Multi-Modality Imaging of a Case of Multiple Intra-Cardiac Aneurysms Complicated by Mitral Valve Leaflet Perforation

Ruchika Meel, PhD1*, Liam Lorentz, FCRAD2, Ricardo Goncalves, MMED3 and Cert. in Cardiology (SA), Bongane Ngutshane, MD4, and Shungu Mogaladi, MMED4 (cardio-thoracic surgery)

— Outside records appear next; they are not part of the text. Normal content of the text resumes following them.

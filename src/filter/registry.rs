//! Built-in route filter factories.

use std::sync::Arc;

use axum::http::{HeaderName, HeaderValue, StatusCode};

use crate::definition::{BoundArgs, Definition, FactoryKind, FactorySpec, Field, Registry, ShortcutType};
use crate::error::ConfigurationError;
use crate::filter::factories::{
    AddRequestHeaderFilter, AddResponseHeaderFilter, PrefixPathFilter, PreserveHostHeaderFilter,
    RemoveRequestHeaderFilter, RemoveResponseHeaderFilter, SetStatusFilter, StripPrefixFilter,
};
use crate::filter::{GatewayFilter, OrderedFilter};

pub type FilterRegistry = Registry<Arc<dyn GatewayFilter>>;

const NAME_VALUE: &[Field] = &[Field::required("name"), Field::required("value")];
const NAME: &[Field] = &[Field::required("name")];

pub const ADD_REQUEST_HEADER: FactorySpec = FactorySpec {
    name: "AddRequestHeader",
    fields: NAME_VALUE,
    shortcut: ShortcutType::Default,
};

pub const ADD_RESPONSE_HEADER: FactorySpec = FactorySpec {
    name: "AddResponseHeader",
    fields: NAME_VALUE,
    shortcut: ShortcutType::Default,
};

pub const REMOVE_REQUEST_HEADER: FactorySpec = FactorySpec {
    name: "RemoveRequestHeader",
    fields: NAME,
    shortcut: ShortcutType::Default,
};

pub const REMOVE_RESPONSE_HEADER: FactorySpec = FactorySpec {
    name: "RemoveResponseHeader",
    fields: NAME,
    shortcut: ShortcutType::Default,
};

pub const SET_STATUS: FactorySpec = FactorySpec {
    name: "SetStatus",
    fields: &[Field::required("status")],
    shortcut: ShortcutType::Default,
};

pub const PRESERVE_HOST_HEADER: FactorySpec = FactorySpec {
    name: "PreserveHostHeader",
    fields: &[],
    shortcut: ShortcutType::Default,
};

pub const STRIP_PREFIX: FactorySpec = FactorySpec {
    name: "StripPrefix",
    fields: &[Field::required("parts")],
    shortcut: ShortcutType::Default,
};

pub const PREFIX_PATH: FactorySpec = FactorySpec {
    name: "PrefixPath",
    fields: &[Field::required("prefix")],
    shortcut: ShortcutType::Default,
};

/// Registry with every built-in route filter factory.
pub fn default_registry() -> FilterRegistry {
    let mut registry = FilterRegistry::new(FactoryKind::Filter);
    registry
        .register(ADD_REQUEST_HEADER, |args| {
            let (name, value) = header_pair(args)?;
            Ok(Arc::new(AddRequestHeaderFilter::new(name, value)))
        })
        .register(ADD_RESPONSE_HEADER, |args| {
            let (name, value) = header_pair(args)?;
            Ok(Arc::new(AddResponseHeaderFilter::new(name, value)))
        })
        .register(REMOVE_REQUEST_HEADER, |args| {
            Ok(Arc::new(RemoveRequestHeaderFilter::new(header_name(args)?)))
        })
        .register(REMOVE_RESPONSE_HEADER, |args| {
            Ok(Arc::new(RemoveResponseHeaderFilter::new(header_name(args)?)))
        })
        .register(SET_STATUS, build_set_status)
        .register(PRESERVE_HOST_HEADER, |_| Ok(Arc::new(PreserveHostHeaderFilter)))
        .register(STRIP_PREFIX, |args| {
            Ok(Arc::new(StripPrefixFilter::new(args.parse("parts")?)))
        })
        .register(PREFIX_PATH, |args| {
            let prefix = args.required_str("prefix")?;
            if !prefix.starts_with('/') {
                return Err(args.invalid("prefix", "must start with '/'"));
            }
            Ok(Arc::new(PrefixPathFilter::new(prefix)))
        });
    registry
}

/// Builds a filter list, numbering orders from 1 in declaration order.
pub fn build_ordered(
    registry: &FilterRegistry,
    definitions: &[Definition],
) -> Result<Vec<OrderedFilter>, ConfigurationError> {
    definitions
        .iter()
        .enumerate()
        .map(|(index, definition)| {
            Ok(OrderedFilter {
                order: index as i32 + 1,
                filter: registry.build(definition)?,
            })
        })
        .collect()
}

fn build_set_status(args: &BoundArgs) -> Result<Arc<dyn GatewayFilter>, ConfigurationError> {
    let raw = args.required_str("status")?;
    let status = match raw.parse::<u16>() {
        Ok(code) => StatusCode::from_u16(code).map_err(|e| args.invalid("status", e.to_string()))?,
        Err(_) => status_by_name(&raw).ok_or_else(|| args.invalid("status", format!("unknown status '{raw}'")))?,
    };
    Ok(Arc::new(SetStatusFilter::new(status)))
}

/// Looks a status up by reason phrase, e.g. `NOT_FOUND` or `not found`.
fn status_by_name(name: &str) -> Option<StatusCode> {
    let wanted = name.replace(['_', '-'], " ").to_ascii_lowercase();
    (100..=599u16)
        .filter_map(|code| StatusCode::from_u16(code).ok())
        .find(|status| {
            status
                .canonical_reason()
                .is_some_and(|reason| reason.to_ascii_lowercase().replace('-', " ") == wanted)
        })
}

fn header_name(args: &BoundArgs) -> Result<HeaderName, ConfigurationError> {
    let raw = args.required_str("name")?;
    HeaderName::from_bytes(raw.as_bytes()).map_err(|e| args.invalid("name", e.to_string()))
}

fn header_pair(args: &BoundArgs) -> Result<(HeaderName, HeaderValue), ConfigurationError> {
    let name = header_name(args)?;
    let raw = args.required_str("value")?;
    let value = HeaderValue::from_str(&raw).map_err(|e| args.invalid("value", e.to_string()))?;
    Ok((name, value))
}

1Division of Cardiology, Department of Internal Medicine, Chris Hani Baragwanath Hospital, University of the Witwatersrand, South Africa

2Department of Radiology, Chris Hani Baragwanath Hospital, South Africa

3Department of Cardiology, Olivedale Hospital, South Africa

4Division of Cardio-thoracic Surgery, Department of General Surgery, Charlotte Maxeke Hospital, University of the Witwatersrand, South Africa

Keywords

Heart failure, Multi-modality imaging, Mitral valve, Intra-cardiac aneurysms, Morphine, Dyspnea

Introduction

Intra-Cardiac aneurysms are a rare entity [1]. In the past case reports and series have described the entity of "annular sub-valvular left ventricular aneurysms" in patients of African descent [2]. These authors proposed the aforementioned aneurysms to be of congenital aetiology. Majority of the time the aneurysms were located in the sub-mitral or sub-aortic positions and were diagnosed by echocardiography and ventriculography. Multiple discrete left ventricular aneurysms complicated by mitral valve perforation and incompetence, in the absence of coronary artery disease is a unique presentation. Herein, we describe this uncommon case with the aid of two and three dimensional echocardiography and Cardiac Computed Tomography.

Case

A 38-year-old African Male with no significant past medical history presented to a peripheral Hospital in early March 2019 with symptoms of weight loss, fatigue, fever, night sweats, pleuritic chest pains and cough productive of yellow sputum of about two weeks duration. There was a history of tuberculosis contact at home. At this presentation clinical exam revealed a blood pressure of 92/62 mmHg, heart rate of 77 beats per minute, Respiratory rate of 35 breaths/min with Oxygen saturation of 96%. On general exam there was pallor of nails and conjunctiva and peripheral oedema. On systemic exam he was noted to have percussion dullness in the region of middle lobe of the left lung and decrease air entry was noted. There were no crackles reported. Cardiovascular system exam revealed cardiomegaly with displaced apex beat in the 6th intercostal space mid-axillary line with grade 4/6 pan-systolic murmur in the mitral area. Blood chemistry revealed low Haemoglobin of 9.8 g/dl secondary to iron deficiency, normal white cell count and a raised C-reactive protein at 33 mg/l and normal urea and electrolytes. Klebsiella pneumoniae and Citrobacter Freundii were noted on sputum microscopy, culture and sensitivity. He was treated with Ceftriaxone and Gentamicin for community acquired pneumonia, and subsequently discharged with out-patient cardiac clinic date. He presented again to the same Hospital in late September 2019, where an assessment of congestive cardiac failure was made secondary to severe mitral regurgitation due to posterior mitral leaflet prolapse. He was treated with diuretics and transfused blood for anaemia. He had a C-reactive protein of 29 mg/l. All blood cultures were negative. He was subsequently referred to the Cardiologist at Chris Hani Baragwanath Hospital for possibility of mitral valve replacement.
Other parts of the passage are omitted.